For so many years Oxford’s castle site was a bleak quarter of the city, and not just because of the Victorian prison.

Now after the arrival of a unique hotel and heritage centre, we are promised a major new attraction in the shadow of the Castle Mound.

The Magnet will be the UK’s first integrated Science Discovery and Innovation Centre.

Not only does it promise to be a major visitor draw, Science Oxford, the charity behind it is determined that it will show the huge contribution Oxfordshire companies and individuals have — and most importantly — continue to make to science and the country’s wealth.

There will be galleries and a spectacular planetarium to inspire up to 30,000 local schoolchildren a year — and if that were not quite enough, it will be home to up to 50 innovative local companies.

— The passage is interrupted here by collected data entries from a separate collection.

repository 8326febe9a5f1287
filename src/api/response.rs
use axum::{
    http::StatusCode,
    response::{IntoResponse, Response},
    Json,
};
use serde::{Serialize, Serializer};

/// Success envelope wrapping every successful response
///
/// Rendered as `{"status": <code>, "message"?: <message>, "data": <payload>}`
/// with the same status on the HTTP response.
#[derive(Debug, Serialize)]
pub struct Envelope<T> {
    #[serde(serialize_with = "serialize_status")]
    pub status: StatusCode,
    #[serde(skip_serializing_if = "Option::is_none")]
    pub message: Option<String>,
    pub data: T,
}

impl<T> Envelope<T> {
    /// Creates a 200 OK envelope
    pub fn ok(data: T) -> Self {
        Self {
            status: StatusCode::OK,
            message: None,
            data,
        }
    }

    /// Creates a 201 Created envelope
    pub fn created(data: T) -> Self {
        Self {
            status: StatusCode::CREATED,
            message: None,
            data,
        }
    }

    pub fn with_message(mut self, message: impl Into<String>) -> Self {
        self.message = Some(message.into());
        self
    }
}

impl<T: Serialize> IntoResponse for Envelope<T> {
    fn into_response(self) -> Response {
        (self.status, Json(self)).into_response()
    }
}

fn serialize_status<S: Serializer>(status: &StatusCode, serializer: S) -> Result<S::Ok, S::Error> {
    serializer.serialize_u16(status.as_u16())
}
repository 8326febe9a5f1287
use std::net::{IpAddr, Ipv4Addr, SocketAddr};

use thiserror::Error;

/// Errors raised while reading configuration from the environment
#[derive(Debug, Error, PartialEq, Eq)]
pub enum ConfigError {
    #[error("Invalid {name}: {value}")]
    InvalidValue { name: &'static str, value: String },
}

/// Server configuration
#[derive(Debug, Clone, PartialEq, Eq)]
pub struct Config {
    pub host: IpAddr,
    pub port: u16,
    /// Start with the default directory entries instead of an empty store
    pub seed_users: bool,
}

impl Default for Config {
    fn default() -> Self {
        Self {
            host: IpAddr::V4(Ipv4Addr::UNSPECIFIED),
            port: 3000,
            seed_users: true,
        }
    }
}

impl Config {
    /// Reads `HOST`, `PORT` and `SEED_USERS`, falling back to defaults for
    /// unset variables
    pub fn from_env() -> Result<Self, ConfigError> {
        Self::from_lookup(|name| std::env::var(name).ok())
    }

    fn from_lookup(lookup: impl Fn(&str) -> Option<String>) -> Result<Self, ConfigError> {
        let defaults = Self::default();

        let host = match lookup("HOST") {
            Some(value) => value
                .parse()
                .map_err(|_| ConfigError::InvalidValue { name: "HOST", value })?,
            None => defaults.host,
        };

        let port = match lookup("PORT") {
            Some(value) => value
                .parse()
                .map_err(|_| ConfigError::InvalidValue { name: "PORT", value })?,
            None => defaults.port,
        };

        let seed_users = match lookup("SEED_USERS") {
            Some(value) => parse_flag(&value)
                .ok_or(ConfigError::InvalidValue { name: "SEED_USERS", value })?,
            None => defaults.seed_users,
        };

        Ok(Self {
            host,
            port,
            seed_users,
        })
    }

    pub fn addr(&self) -> SocketAddr {
        SocketAddr::new(self.host, self.port)
    }
}

fn parse_flag(value: &str) -> Option<bool> {
    match value.trim().to_ascii_lowercase().as_str() {
        "true" | "1" | "yes" => Some(true),
        "false" | "0" | "no" => Some(false),
        _ => None,
    }
}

We are told over ten years it will generate £160m, with £128m of that boosting the local economy. Few will weep to see that ugly 1960s structure Macclesfield House being demolished to make way.

But news that the city’s register office could have to go too will unsettle some, for W.A. Daft’s building on the corner of Tidmarsh Lane is one of the precious few structures in that area still to admire.

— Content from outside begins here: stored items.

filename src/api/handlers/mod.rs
pub mod health;
pub mod users;
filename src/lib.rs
//! User Directory API Library
//!
//! This library provides the core functionality for the user directory
//! service: the user domain, the in-memory repository, and the HTTP API.

pub mod api;
pub mod config;
pub mod domain;
pub mod infrastructure;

Given how much the architects Foster and Partners hope to fit on this oddly-shaped site, it is going to come down to whether the worthiness of the register office really outweighs the potential benefits of this remarkable scheme.

With a planning application soon to go in, the scheme will surely be able to rely on the support of both universities and the county’s wider business and science community. Yet the listing of the century-old register office could prove quite a challenge, even for architects whose previous projects include the German Reichstag in Berlin, the world’s largest airport terminal at Beijing and the Millau Viaduct in France. Welcome to Oxford Baron Foster.